UPDATE: At the History News Network, Kevin Coleman gives us some insight into who exactly is behind the coup:
The significance of this coup is that it is in fact a break from the pattern of past coups. In past Honduran coups, either one political party overthrew the other, preserving their traditional patron-client relations and taking the spoils of the state for those within their patronage network, or the military overthrew a civilian government so that it could stay in power itself, as happened multiple times during the 1960s and 70s. This, however, is the first coup by a united upper class. The Honduran business community united across party lines, deciding that it was worth severing the traditional patron-client relations that they enjoyed through their affiliation with one of the dominant parties so that they could stop Zelaya in his effort to increase the participation of common citizens in the affairs of their government while he also drew the country closer to Venezuela.

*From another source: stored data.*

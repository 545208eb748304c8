//! In-memory document store for tests and embedding.

use std::collections::BTreeMap;
use std::sync::atomic::{AtomicUsize, Ordering};

use async_trait::async_trait;
use tokio::sync::RwLock;
use tracing::debug;

use super::query;
use super::traits::{Document, DocumentStore, Fields, Query, WriteOp, merge_fields};
use crate::error::StoreError;

type Key = (String, String);

/// `DocumentStore` backed by an ordered map.
#[derive(Default)]
pub struct MemoryStore {
    docs: RwLock<BTreeMap<Key, Fields>>,
    writes: AtomicUsize,
}

impl MemoryStore {
    pub fn new() -> Self {
        Self::default()
    }

    /// Number of successful write calls (`set`, `update`, `batch_write`).
    pub fn write_count(&self) -> usize {
        self.writes.load(Ordering::SeqCst)
    }

    /// Number of documents currently stored in `collection`.
    pub async fn len(&self, collection: &str) -> usize {
        self.docs
            .read()
            .await
            .keys()
            .filter(|(c, _)| c == collection)
            .count()
    }
}

#[async_trait]
impl DocumentStore for MemoryStore {
    async fn get(&self, collection: &str, id: &str) -> Result<Option<Document>, StoreError> {
        let docs = self.docs.read().await;
        Ok(docs
            .get(&(collection.to_string(), id.to_string()))
            .map(|fields| Document::new(id, fields.clone())))
    }

    async fn query(&self, q: &Query) -> Result<Vec<Document>, StoreError> {
        let docs = self.docs.read().await;
        let candidates = docs
            .iter()
            .filter(|((c, _), _)| *c == q.collection)
            .map(|((_, id), fields)| Document::new(id.clone(), fields.clone()))
            .collect();
        Ok(query::apply(candidates, q))
    }

    async fn set(&self, collection: &str, id: &str, fields: Fields) -> Result<(), StoreError> {
        let mut docs = self.docs.write().await;
        let entry = docs
            .entry((collection.to_string(), id.to_string()))
            .or_default();
        merge_fields(entry, fields);
        self.writes.fetch_add(1, Ordering::SeqCst);
        debug!(collection, id, "Document set");
        Ok(())
    }

    async fn update(&self, collection: &str, id: &str, fields: Fields) -> Result<(), StoreError> {
        let mut docs = self.docs.write().await;
        let entry = docs
            .get_mut(&(collection.to_string(), id.to_string()))
            .ok_or_else(|| StoreError::NotFound {
                collection: collection.to_string(),
                id: id.to_string(),
            })?;
        merge_fields(entry, fields);
        self.writes.fetch_add(1, Ordering::SeqCst);
        debug!(collection, id, "Document updated");
        Ok(())
    }

    async fn batch_write(&self, ops: Vec<WriteOp>) -> Result<(), StoreError> {
        // Single lock for the whole batch, so it is all-or-nothing to readers.
        let mut docs = self.docs.write().await;
        for op in ops {
            let entry = docs.entry((op.collection, op.id)).or_default();
            merge_fields(entry, op.fields);
        }
        self.writes.fetch_add(1, Ordering::SeqCst);
        Ok(())
    }
}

A class-based coup cannot be openly declared as such and must instead be articulated through existing political ideologies that allow the group seizing power to represent what they are actually doing as something other than what it is. So as the business, industrial, and news media of the country summoned the repressive power of the military to create the political conditions to rule by the traditional economic and political ideologies that have left the majority of Hondurans in dire poverty, they justified subverting the legal and democratic system as a defense of democracy.
Zelaya may have been corrupt, or at leats self-aggrandizing, but like many Leftist leaders in Latin America he was opposed to the system of power as it exists in his country and that, not this nonsense about defending democracy, is the real reason why he was deposed. A clue to this fact exists in the way our very own right-wingers have covered (or not covered) the situation in Honduras. Not only are their feathers ruffled by Zelaya's anti-Americanism and increasingly close ties to Hugo Sanchez, but being true conservatives, they are also opposed to the redistribution of power from the powerful to the less powerful. Not being an expert on Honduras my insight is worth less than even two cents, but it seems to me that those behind the coup (rightly or wrongly) feared that Zelaya might actually manage to somehow extend his stay in power, and they were determined to put a stop to that in whatever way necessary.